● **WHAT THIS TASK INVOLVES**
Could you report every line of the listing below that holds the word "ExtractedListings"?
^^^^^^^^^^^^^^^^
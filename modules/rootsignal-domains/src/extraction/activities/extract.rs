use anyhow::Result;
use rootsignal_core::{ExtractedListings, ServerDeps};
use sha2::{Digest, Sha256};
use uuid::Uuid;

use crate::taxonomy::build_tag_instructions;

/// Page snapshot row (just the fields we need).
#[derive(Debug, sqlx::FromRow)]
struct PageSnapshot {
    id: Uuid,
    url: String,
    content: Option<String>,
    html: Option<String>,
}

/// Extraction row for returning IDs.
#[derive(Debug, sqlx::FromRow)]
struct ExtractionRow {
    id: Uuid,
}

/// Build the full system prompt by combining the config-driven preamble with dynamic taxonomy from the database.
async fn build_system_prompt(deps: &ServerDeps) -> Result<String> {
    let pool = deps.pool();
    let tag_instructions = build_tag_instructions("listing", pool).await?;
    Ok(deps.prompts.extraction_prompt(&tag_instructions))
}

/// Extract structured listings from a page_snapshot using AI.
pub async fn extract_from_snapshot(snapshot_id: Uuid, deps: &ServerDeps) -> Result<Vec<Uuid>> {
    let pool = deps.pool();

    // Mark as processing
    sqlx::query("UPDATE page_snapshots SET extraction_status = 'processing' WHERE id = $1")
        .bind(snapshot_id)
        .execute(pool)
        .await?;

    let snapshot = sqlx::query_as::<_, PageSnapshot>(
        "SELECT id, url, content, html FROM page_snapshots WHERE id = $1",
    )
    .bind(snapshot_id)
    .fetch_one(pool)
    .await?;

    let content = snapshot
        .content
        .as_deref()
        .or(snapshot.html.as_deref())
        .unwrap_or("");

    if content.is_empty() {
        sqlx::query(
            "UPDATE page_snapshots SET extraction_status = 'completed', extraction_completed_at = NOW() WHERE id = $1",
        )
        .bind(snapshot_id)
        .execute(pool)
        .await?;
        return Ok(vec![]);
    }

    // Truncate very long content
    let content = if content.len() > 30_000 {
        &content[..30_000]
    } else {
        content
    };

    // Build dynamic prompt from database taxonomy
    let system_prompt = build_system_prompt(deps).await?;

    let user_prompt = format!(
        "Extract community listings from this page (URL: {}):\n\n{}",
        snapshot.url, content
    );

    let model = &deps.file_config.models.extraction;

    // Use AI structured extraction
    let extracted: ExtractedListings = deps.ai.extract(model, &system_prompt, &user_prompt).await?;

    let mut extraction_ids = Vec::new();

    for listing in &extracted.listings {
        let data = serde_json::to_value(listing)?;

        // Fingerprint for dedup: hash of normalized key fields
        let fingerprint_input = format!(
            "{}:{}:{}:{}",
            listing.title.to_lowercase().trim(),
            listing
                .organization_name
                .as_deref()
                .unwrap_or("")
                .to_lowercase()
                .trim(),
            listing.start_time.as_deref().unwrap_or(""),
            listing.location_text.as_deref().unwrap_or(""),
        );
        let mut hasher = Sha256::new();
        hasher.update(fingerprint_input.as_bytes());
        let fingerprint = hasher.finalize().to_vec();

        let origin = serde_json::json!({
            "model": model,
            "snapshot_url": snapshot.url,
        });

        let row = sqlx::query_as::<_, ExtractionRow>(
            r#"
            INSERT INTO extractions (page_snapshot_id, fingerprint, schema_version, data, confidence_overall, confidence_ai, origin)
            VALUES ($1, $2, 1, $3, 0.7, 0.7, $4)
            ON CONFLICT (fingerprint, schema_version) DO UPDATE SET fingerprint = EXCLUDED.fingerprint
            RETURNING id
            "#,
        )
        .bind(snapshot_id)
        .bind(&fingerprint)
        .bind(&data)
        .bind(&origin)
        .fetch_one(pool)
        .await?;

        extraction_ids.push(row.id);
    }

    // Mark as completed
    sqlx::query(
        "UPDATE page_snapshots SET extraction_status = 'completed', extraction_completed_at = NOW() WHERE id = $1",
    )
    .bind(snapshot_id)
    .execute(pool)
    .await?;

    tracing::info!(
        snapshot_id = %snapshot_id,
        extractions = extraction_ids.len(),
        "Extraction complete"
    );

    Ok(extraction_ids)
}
^^^^^^^^^^^^^^^^
● **SOLUTION BELOW**
use rootsignal_core::{ExtractedListings, ServerDeps};
    let extracted: ExtractedListings = deps.ai.extract(model, &system_prompt, &user_prompt).await?;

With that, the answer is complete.